Show that the net work done by the otto engine per cycle is
Cv(Tc - Tb)(1 - Ta/Tb)

PV diagram:
[PLAIN]http://www.antonine-education.co.uk/physics_a2/options/module_7/topic_4/Otto_indic.gif

Homework Equations

Work done by a kmole of gas expanding irreversibly and adiabatically from
P1 V1 T1 to P2 V2 T2:
= (P1V1 - P2V2)/(γ - 1) = R(T1 - T2)/(γ - 1)

The Attempt at a Solution

The only work done by the otto engine is during the adiabatic expansions/compressions. So the work done by the gas from point A to point B is
= R(Ta - Tb)/(γ - 1)

Likewise, the work done by the gas from point C to point D is
= R(Tc - Td)/(γ - 1)

So the net work done by the gas will be
= R(Ta - Tb)/(γ - 1) + R(Tc - Td)/(γ - 1)
= (R/(γ - 1))(Ta - Tb + Tc - Td)
= Cv[(Tc - Tb) + Ta - Td]

Here I get stuck. I don't see why the answer doesn't have a Td term. Have I gone wrong somewhere?

 

[Andrew Mason]

Homework Equations

Work done by a kmole of gas expanding irreversibly and adiabatically from
P1 V1 T1 to P2 V2 T2:
= (P1V1 - P2V2)/(γ - 1) = R(T1 - T2)/(γ - 1)

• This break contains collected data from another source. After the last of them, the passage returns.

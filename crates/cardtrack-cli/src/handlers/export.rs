use super::{HandlerContext, Workspace};
use crate::presentation::presenters;
use anyhow::{Context, Result};
use cardtrack_types::{CardId, ExportFormat};
use std::path::PathBuf;

pub async fn handle(
    workspace: &Workspace,
    ctx: &HandlerContext,
    card: String,
    format: ExportFormat,
    output: Option<PathBuf>,
) -> Result<()> {
    let card = CardId::new(card);
    let body = workspace.client()?.export_metrics(&card, format).await?;

    let path = output.unwrap_or_else(|| PathBuf::from(format.file_name(card.as_str())));
    std::fs::write(&path, &body)
        .with_context(|| format!("failed to write export to {}", path.display()))?;
    tracing::info!(%card, path = %path.display(), bytes = body.len(), "export written");

    ctx.render(presenters::present_export(&card, format, path, body.len()))
}
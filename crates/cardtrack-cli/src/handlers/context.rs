use crate::presentation::{CommandResultViewModel, ConsoleRenderer, Renderer};
use crate::types::OutputFormat;
use anyhow::Result;
use serde::Serialize;
use std::fmt::Display;

/// Context for handler execution with consistent presentation utilities
pub struct HandlerContext {
    pub format: OutputFormat,
}

impl HandlerContext {
    pub fn new(format: OutputFormat) -> Self {
        Self { format }
    }

    pub fn json_mode(&self) -> bool {
        self.format == OutputFormat::Json
    }

    /// Render a view model using the configured format
    pub fn render<T>(&self, view_model: CommandResultViewModel<T>) -> Result<()>
    where
        T: Serialize + Display + Send + Sync,
    {
        let renderer = ConsoleRenderer::new(self.json_mode());
        renderer.render(view_model)
    }
}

Since it is adiabatic, W = -\Delta U = -nC_v\Delta T

The Attempt at a Solution

The only work done by the otto engine is during the adiabatic expansions/compressions. So the work done by the gas from point A to point B is
= R(Ta - Tb)/(γ - 1)

= -nC_v(T_b - T_a)

Likewise, the work done by the gas from point C to point D is
= R(Tc - Td)/(γ - 1)

= -nC_v(T_d - T_c)

So the net work done by the gas will be
= R(Ta - Tb)/(γ - 1) + R(Tc - Td)/(γ - 1)
= (R/(γ - 1))(Ta - Tb + Tc - Td)
= Cv[(Tc - Tb) + Ta - Td]

Here I get stuck. I don't see why the answer doesn't have a Td term. Have I gone wrong somewhere?

Your work is correct. Can you express Td in terms of the other temperatures?

AM

 

[mclame22]

I'm sorry, but I still can't see how to find Td... Your equations seem essentially the same as mine.

 

[Andrew Mason]

I'm sorry, but I still can't see how to find Td... Your equations seem essentially the same as mine.

Think of W as Qin-Qout or Qh-Qc. What are Qh and Qc in terms of Ta, Tb, Tc and Td?

AM

 

[Andrew Mason]

What you have to do here is express Td in terms of Ta, Tb and Tc

To do that you must first determine the ratio of Ta to Tb (it depends on the ratio of V1/V2 and gamma). Then determine the ratio of Td to Tc (try to express it in a similar way). Once you do that you will be able to express Td in terms of the other temperatures.

For this cycle, the work can be calculated easily using W = Qh-Qc. Since a-b and c-d are adiabatic, heat flows only from b-c and d-a. Since it is isochoric, \Delta Q_h = nC_v\Delta T_{b-c} \text{ and } \Delta Q_c = nC_v\Delta T_{d-a}.

AM